Diagnostic Workup for Elliptocytosis, Anisocytosis, Polychromasia, and Hypochromasia
When elliptocytosis, anisocytosis, polychromasia, and hypochromasia are present on peripheral blood smear, a complete blood count with differential, iron studies, hemolysis panel, and genetic testing should be performed to determine the underlying cause.
Initial Laboratory Evaluation
Complete Blood Count and Peripheral Smear Review
- Confirm the presence and percentage of elliptocytes (>25% suggests hereditary elliptocytosis)

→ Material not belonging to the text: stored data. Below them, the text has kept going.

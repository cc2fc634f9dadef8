//! Workflow Coordinator: dispatches a validated [`DownloadRequest`] to either
//! (crawl engine, index/task-store) or (git fetcher, index/task-store) and
//! drives the task-status lifecycle around the spawned batch worker.
//!
//! Tagged-request-routed-to-backend shape and lifecycle bookkeeping around a
//! spawned unit of work are grounded on the teacher pack's dispatch module.

use std::path::{Path, PathBuf};
use std::sync::Arc;

use chrono::Utc;

use crate::crawler::{self, CrawlConfig, DEFAULT_MAX_CONCURRENT_BROWSER, DEFAULT_MAX_CONCURRENT_HTTP};
use crate::error::Result;
use crate::fetch::http::HttpFetcher;
#[cfg(feature = "browser")]
use crate::fetch::browser::BrowserFetcher;
use crate::fetch::Fetcher;
use crate::git_fetcher;
use crate::index::IndexWriter;
use crate::request::DownloadRequest;
use crate::robots::RobotsCache;
use crate::task_store::{TaskState, TaskStatus, TaskStore};

pub struct Coordinator {
    base: PathBuf,
    task_store: Arc<TaskStore>,
    http_client: reqwest::Client,
}

impl Coordinator {
    pub fn new(base: impl Into<PathBuf>) -> Result<Self> {
        let base = base.into();
        let task_store = Arc::new(TaskStore::open(&base)?);
        let http_client = reqwest::Client::builder()
            .timeout(std::time::Duration::from_secs(30))
            .build()
            .map_err(crate::error::Error::Request)?;
        Ok(Self { base, task_store, http_client })
    }

    pub fn task_store(&self) -> Arc<TaskStore> {
        Arc::clone(&self.task_store)
    }

    fn content_dir(&self, download_id: &str) -> PathBuf {
        self.base.join("content").join(download_id)
    }

    /// Submit a validated request: atomically record it `pending` (refusing
    /// if a batch with the same `download_id` is already running), then hand
    /// the actual work to a spawned task that flips the status to `running`
    /// once it begins and to a terminal state on completion. Returns
    /// immediately with the `download_id`.
    pub async fn submit(&self, request: DownloadRequest) -> Result<String> {
        let download_id = request.download_id().to_string();

        self.task_store.start_batch(&download_id).await?;

        let base = self.base.clone();
        let content_dir = self.content_dir(&download_id);
        let task_store = Arc::clone(&self.task_store);
        let http_client = self.http_client.clone();
        let dl_id = download_id.clone();

        tokio::spawn(async move {
            let _ = task_store.update(&dl_id, TaskState::Running, None, None).await;
            let outcome = run_batch(&base, &content_dir, &dl_id, request, http_client).await;
            match outcome {
                Ok(()) => {
                    let _ = task_store.update(&dl_id, TaskState::Completed, Some("batch completed".to_string()), None).await;
                }
                Err(e) => {
                    let _ = task_store
                        .update(&dl_id, TaskState::Failed, None, Some(e.to_string()))
                        .await;
                }
            }
        });

        Ok(download_id)
    }
}

async fn run_batch(
    base: &Path,
    content_dir: &Path,
    download_id: &str,
    request: DownloadRequest,
    http_client: reqwest::Client,
) -> Result<()> {
    tokio::fs::create_dir_all(content_dir).await.map_err(crate::error::Error::Io)?;
    let index_writer = Arc::new(IndexWriter::create(base, download_id).await?);

    match request {
        DownloadRequest::Git { repo_url, doc_path, force, .. } => {
            git_fetcher::fetch_git(&repo_url, &doc_path, content_dir, force, &index_writer).await
        }
        DownloadRequest::Website { url, depth, force, .. } => {
            let fetcher: Arc<dyn Fetcher> = Arc::new(HttpFetcher::new(http_client.clone()));
            let robots = RobotsCache::new(http_client);
            let config = CrawlConfig {
                max_depth: depth,
                max_concurrent_requests: DEFAULT_MAX_CONCURRENT_HTTP,
                force,
                ..CrawlConfig::default()
            };
            crawler::crawl(&url, content_dir, fetcher, robots, index_writer, config).await
        }
        #[cfg(feature = "browser")]
        DownloadRequest::Browser { url, depth, force, .. } => {
            let fetcher: Arc<dyn Fetcher> = Arc::new(BrowserFetcher::new(DEFAULT_MAX_CONCURRENT_BROWSER).await?);
            let robots = RobotsCache::new(http_client);
            let config = CrawlConfig {
                max_depth: depth,
                max_concurrent_requests: DEFAULT_MAX_CONCURRENT_BROWSER,
                force,
                ..CrawlConfig::default()
            };
            crawler::crawl(&url, content_dir, fetcher, robots, index_writer, config).await
        }
        #[cfg(not(feature = "browser"))]
        DownloadRequest::Browser { .. } => Err(crate::error::Error::BrowserUnavailable),
    }
}

#[cfg(test)]
mod tests {
    use super::*;
    use crate::request::RawDownloadRequest;

    /// Builds a small local git repository with one Markdown doc, so the
    /// coordinator's git path (C5) can be exercised end to end without
    /// reaching out to a real remote.
    async fn init_local_repo(dir: &std::path::Path) {
        let run = |args: &[&str]| {
            let mut cmd = std::process::Command::new("git");
            cmd.args(args).current_dir(dir);
            cmd.output().expect("git invocation")
        };
        tokio::fs::create_dir_all(dir).await.unwrap();
        tokio::fs::write(dir.join("README.md"), b"# hello\n").await.unwrap();
        run(&["init", "-q"]);
        run(&["config", "user.email", "test@example.com"]);
        run(&["config", "user.name", "test"]);
        run(&["add", "."]);
        run(&["commit", "-q", "-m", "init"]);
    }

    #[tokio::test]
    async fn submit_git_request_runs_to_completion_and_indexes_files() {
        let repo_dir = tempfile::tempdir().unwrap();
        init_local_repo(repo_dir.path()).await;

        let base_dir = tempfile::tempdir().unwrap();
        let coordinator = Coordinator::new(base_dir.path()).unwrap();
        let task_store = coordinator.task_store();

        let raw = RawDownloadRequest::Git {
            repo_url: repo_dir.path().to_string_lossy().to_string(),
            doc_path: None,
            download_id: Some("local_repo".to_string()),
            force: false,
        };
        let request = DownloadRequest::validate(raw).unwrap();
        let download_id = coordinator.submit(request).await.unwrap();
        assert_eq!(download_id, "local_repo");

        let status = loop {
            let status = task_store.get(&download_id).await.unwrap().unwrap();
            if matches!(status.status, TaskState::Completed | TaskState::Failed) {
                break status;
            }
            tokio::time::sleep(std::time::Duration::from_millis(20)).await;
        };

        assert_eq!(status.status, TaskState::Completed);

        let records = crate::index::read_index(base_dir.path(), &download_id).await.unwrap();
        assert!(records.iter().any(|r| r.local_path.ends_with("README.md")));
    }

    #[tokio::test]
    async fn submitting_while_already_running_is_rejected() {
        let base_dir = tempfile::tempdir().unwrap();
        let coordinator = Coordinator::new(base_dir.path()).unwrap();
        let task_store = coordinator.task_store();

        task_store
            .insert_or_replace(TaskStatus {
                download_id: "busy".to_string(),
                status: TaskState::Running,
                message: None,
                start_time: Utc::now(),
                end_time: None,
                error_details: None,
            })
            .await
            .unwrap();

        let raw = RawDownloadRequest::Git {
            repo_url: "https://example.com/repo.git".to_string(),
            doc_path: None,
            download_id: Some("busy".to_string()),
            force: false,
        };
        let request = DownloadRequest::validate(raw).unwrap();
        let err = coordinator.submit(request).await.unwrap_err();
        assert!(matches!(err, crate::error::Error::AlreadyRunning(_)));
    }
}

- Evaluate for other abnormal RBC morphologies
- Check hemoglobin/hematocrit levels to assess severity of anemia
- Assess MCV (mean corpuscular volume) to characterize the anemia
- Review reticulocyte count to assess bone marrow response
Iron Studies
- Serum ferritin
- Serum iron
- Total iron binding capacity (TIBC)
- Transferrin saturation
- Consider soluble transferrin receptor if iron deficiency is suspected
Hemolysis Panel
- Lactate dehydrogenase (LDH)
- Indirect and total bilirubin
- Haptoglobin
- Direct antiglobulin test (Coombs)
Second-Tier Testing
Membrane Disorder Evaluation
- Osmotic fragility test or ektacytometry (to assess RBC membrane stability)
- Electrophoresis of RBC membrane proteins (to identify spectrin, ankyrin, or band 4.1 abnormalities)
Genetic Testing
- Next-generation sequencing (NGS) panel for:
Hemoglobinopathy Evaluation
- Hemoglobin electrophoresis
- High-performance liquid chromatography (HPLC)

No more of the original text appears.